* [Data extracted from a collection]:
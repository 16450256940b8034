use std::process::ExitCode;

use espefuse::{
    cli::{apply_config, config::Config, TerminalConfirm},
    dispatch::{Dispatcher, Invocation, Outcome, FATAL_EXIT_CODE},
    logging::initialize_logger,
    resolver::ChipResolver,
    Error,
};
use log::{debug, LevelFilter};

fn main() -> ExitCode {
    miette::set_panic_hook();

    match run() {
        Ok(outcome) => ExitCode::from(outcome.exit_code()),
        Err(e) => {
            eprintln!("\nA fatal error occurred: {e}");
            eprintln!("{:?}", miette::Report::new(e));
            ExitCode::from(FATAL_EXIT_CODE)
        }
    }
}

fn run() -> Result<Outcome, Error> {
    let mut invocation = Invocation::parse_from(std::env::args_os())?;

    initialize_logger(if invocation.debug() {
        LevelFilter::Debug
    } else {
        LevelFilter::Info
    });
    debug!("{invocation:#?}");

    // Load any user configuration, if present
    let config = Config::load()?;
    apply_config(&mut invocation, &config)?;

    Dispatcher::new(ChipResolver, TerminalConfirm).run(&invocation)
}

--

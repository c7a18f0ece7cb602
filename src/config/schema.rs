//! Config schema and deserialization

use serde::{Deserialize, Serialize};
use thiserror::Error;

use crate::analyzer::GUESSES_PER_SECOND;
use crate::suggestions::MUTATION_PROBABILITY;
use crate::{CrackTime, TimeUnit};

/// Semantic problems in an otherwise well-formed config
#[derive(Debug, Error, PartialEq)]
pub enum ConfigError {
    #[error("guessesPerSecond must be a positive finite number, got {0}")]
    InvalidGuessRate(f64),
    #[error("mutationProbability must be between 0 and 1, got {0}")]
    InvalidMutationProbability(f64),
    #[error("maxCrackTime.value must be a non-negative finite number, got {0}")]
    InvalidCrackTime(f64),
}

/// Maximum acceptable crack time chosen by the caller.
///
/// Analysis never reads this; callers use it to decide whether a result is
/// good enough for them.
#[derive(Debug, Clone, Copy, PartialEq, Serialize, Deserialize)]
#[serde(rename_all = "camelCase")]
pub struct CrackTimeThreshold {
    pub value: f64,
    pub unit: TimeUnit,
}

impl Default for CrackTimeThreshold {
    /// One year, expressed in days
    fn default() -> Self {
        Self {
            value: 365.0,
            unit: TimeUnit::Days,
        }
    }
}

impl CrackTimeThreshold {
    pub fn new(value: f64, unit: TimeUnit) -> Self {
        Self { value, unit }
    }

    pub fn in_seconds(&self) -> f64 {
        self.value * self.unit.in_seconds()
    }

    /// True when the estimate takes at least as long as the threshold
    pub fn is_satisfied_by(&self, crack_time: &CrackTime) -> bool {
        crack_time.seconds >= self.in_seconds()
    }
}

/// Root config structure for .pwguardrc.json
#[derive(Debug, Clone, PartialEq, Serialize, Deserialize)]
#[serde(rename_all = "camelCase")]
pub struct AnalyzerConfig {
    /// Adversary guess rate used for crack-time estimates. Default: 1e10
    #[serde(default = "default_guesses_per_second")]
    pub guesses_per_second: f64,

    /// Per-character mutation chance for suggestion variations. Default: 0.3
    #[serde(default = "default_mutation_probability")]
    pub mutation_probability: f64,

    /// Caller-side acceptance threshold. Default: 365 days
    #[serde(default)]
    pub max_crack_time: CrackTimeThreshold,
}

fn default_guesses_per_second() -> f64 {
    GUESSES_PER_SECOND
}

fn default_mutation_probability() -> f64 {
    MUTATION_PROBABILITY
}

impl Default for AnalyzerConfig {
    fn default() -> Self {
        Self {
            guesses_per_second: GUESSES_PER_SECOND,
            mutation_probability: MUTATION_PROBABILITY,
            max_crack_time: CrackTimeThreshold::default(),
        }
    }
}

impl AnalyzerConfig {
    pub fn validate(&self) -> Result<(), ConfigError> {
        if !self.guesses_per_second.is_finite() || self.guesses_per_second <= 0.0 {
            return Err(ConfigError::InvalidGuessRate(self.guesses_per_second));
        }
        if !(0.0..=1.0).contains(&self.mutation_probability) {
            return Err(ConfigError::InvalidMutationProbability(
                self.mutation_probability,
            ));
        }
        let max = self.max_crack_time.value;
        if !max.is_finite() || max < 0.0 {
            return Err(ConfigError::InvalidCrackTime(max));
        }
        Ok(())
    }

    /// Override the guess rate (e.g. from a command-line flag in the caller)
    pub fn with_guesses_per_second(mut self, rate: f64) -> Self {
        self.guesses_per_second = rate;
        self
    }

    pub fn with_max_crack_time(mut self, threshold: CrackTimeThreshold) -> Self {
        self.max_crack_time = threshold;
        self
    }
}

--

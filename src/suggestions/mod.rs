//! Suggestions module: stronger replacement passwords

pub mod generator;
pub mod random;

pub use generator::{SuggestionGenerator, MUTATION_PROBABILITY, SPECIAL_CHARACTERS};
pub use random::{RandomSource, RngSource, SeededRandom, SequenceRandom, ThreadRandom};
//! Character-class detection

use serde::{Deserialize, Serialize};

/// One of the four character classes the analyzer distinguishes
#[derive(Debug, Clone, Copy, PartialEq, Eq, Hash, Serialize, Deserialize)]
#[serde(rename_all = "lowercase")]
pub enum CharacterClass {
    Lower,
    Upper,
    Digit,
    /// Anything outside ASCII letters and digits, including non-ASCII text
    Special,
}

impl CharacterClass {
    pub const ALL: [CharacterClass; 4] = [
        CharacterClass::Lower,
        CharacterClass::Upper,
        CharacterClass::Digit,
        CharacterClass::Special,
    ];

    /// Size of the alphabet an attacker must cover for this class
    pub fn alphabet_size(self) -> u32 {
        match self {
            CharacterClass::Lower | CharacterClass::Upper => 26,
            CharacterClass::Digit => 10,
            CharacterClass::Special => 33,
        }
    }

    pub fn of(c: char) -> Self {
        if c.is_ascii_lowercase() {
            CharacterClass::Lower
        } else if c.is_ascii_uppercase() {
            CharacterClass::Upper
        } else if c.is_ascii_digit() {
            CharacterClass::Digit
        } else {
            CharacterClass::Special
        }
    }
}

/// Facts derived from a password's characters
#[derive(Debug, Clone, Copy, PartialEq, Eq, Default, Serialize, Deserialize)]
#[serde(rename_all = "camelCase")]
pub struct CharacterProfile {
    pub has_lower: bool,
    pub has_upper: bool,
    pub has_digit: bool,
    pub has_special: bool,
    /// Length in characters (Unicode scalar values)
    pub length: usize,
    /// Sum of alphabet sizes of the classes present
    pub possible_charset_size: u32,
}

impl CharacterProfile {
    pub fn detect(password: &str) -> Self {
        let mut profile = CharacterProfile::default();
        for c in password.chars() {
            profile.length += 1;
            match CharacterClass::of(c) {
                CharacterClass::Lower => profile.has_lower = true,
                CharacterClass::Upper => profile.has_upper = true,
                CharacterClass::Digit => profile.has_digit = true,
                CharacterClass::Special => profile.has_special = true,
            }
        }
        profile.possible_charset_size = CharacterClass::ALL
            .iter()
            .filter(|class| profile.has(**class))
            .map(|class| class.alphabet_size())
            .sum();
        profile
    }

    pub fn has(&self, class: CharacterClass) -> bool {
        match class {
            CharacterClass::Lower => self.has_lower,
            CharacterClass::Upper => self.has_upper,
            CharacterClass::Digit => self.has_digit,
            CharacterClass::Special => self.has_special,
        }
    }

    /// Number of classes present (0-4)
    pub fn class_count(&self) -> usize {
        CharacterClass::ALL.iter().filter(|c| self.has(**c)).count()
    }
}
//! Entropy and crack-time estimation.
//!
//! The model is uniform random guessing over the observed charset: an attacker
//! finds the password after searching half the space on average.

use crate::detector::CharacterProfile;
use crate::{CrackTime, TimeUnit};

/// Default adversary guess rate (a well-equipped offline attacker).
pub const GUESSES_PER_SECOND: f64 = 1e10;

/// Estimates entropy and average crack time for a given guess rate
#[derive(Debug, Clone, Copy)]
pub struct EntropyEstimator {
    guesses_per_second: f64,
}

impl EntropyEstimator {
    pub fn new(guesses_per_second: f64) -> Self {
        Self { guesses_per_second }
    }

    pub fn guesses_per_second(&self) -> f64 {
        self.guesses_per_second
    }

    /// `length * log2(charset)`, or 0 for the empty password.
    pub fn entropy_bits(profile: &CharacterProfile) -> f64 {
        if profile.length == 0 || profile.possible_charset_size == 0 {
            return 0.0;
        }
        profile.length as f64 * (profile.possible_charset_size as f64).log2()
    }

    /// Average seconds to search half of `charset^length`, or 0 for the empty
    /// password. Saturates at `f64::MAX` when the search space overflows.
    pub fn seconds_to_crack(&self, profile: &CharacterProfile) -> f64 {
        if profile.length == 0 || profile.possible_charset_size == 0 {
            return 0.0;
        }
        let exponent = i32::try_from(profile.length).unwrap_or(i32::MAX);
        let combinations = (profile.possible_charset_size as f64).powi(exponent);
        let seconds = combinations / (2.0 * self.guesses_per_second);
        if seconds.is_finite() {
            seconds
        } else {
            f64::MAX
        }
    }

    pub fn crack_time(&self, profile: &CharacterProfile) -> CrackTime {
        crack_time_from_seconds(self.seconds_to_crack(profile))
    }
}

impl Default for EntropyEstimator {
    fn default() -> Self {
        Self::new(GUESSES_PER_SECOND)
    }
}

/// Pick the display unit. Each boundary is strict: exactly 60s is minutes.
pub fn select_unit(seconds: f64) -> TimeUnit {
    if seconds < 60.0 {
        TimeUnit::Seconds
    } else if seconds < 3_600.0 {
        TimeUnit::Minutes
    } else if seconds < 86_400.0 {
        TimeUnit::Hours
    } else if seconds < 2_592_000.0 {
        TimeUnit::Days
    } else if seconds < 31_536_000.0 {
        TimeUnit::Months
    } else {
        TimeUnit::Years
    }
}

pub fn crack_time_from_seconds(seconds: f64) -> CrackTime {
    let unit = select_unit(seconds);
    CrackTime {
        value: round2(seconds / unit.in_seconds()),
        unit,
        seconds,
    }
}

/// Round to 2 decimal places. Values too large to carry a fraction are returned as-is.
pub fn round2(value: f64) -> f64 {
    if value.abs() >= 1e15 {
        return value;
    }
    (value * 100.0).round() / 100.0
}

* [Exercise objective]: Your response should be each line that includes the word "present", copied from the records.

* [Your response]:
    // Load any user configuration, if present
    /// Sum of alphabet sizes of the classes present
    /// Number of classes present (0-4)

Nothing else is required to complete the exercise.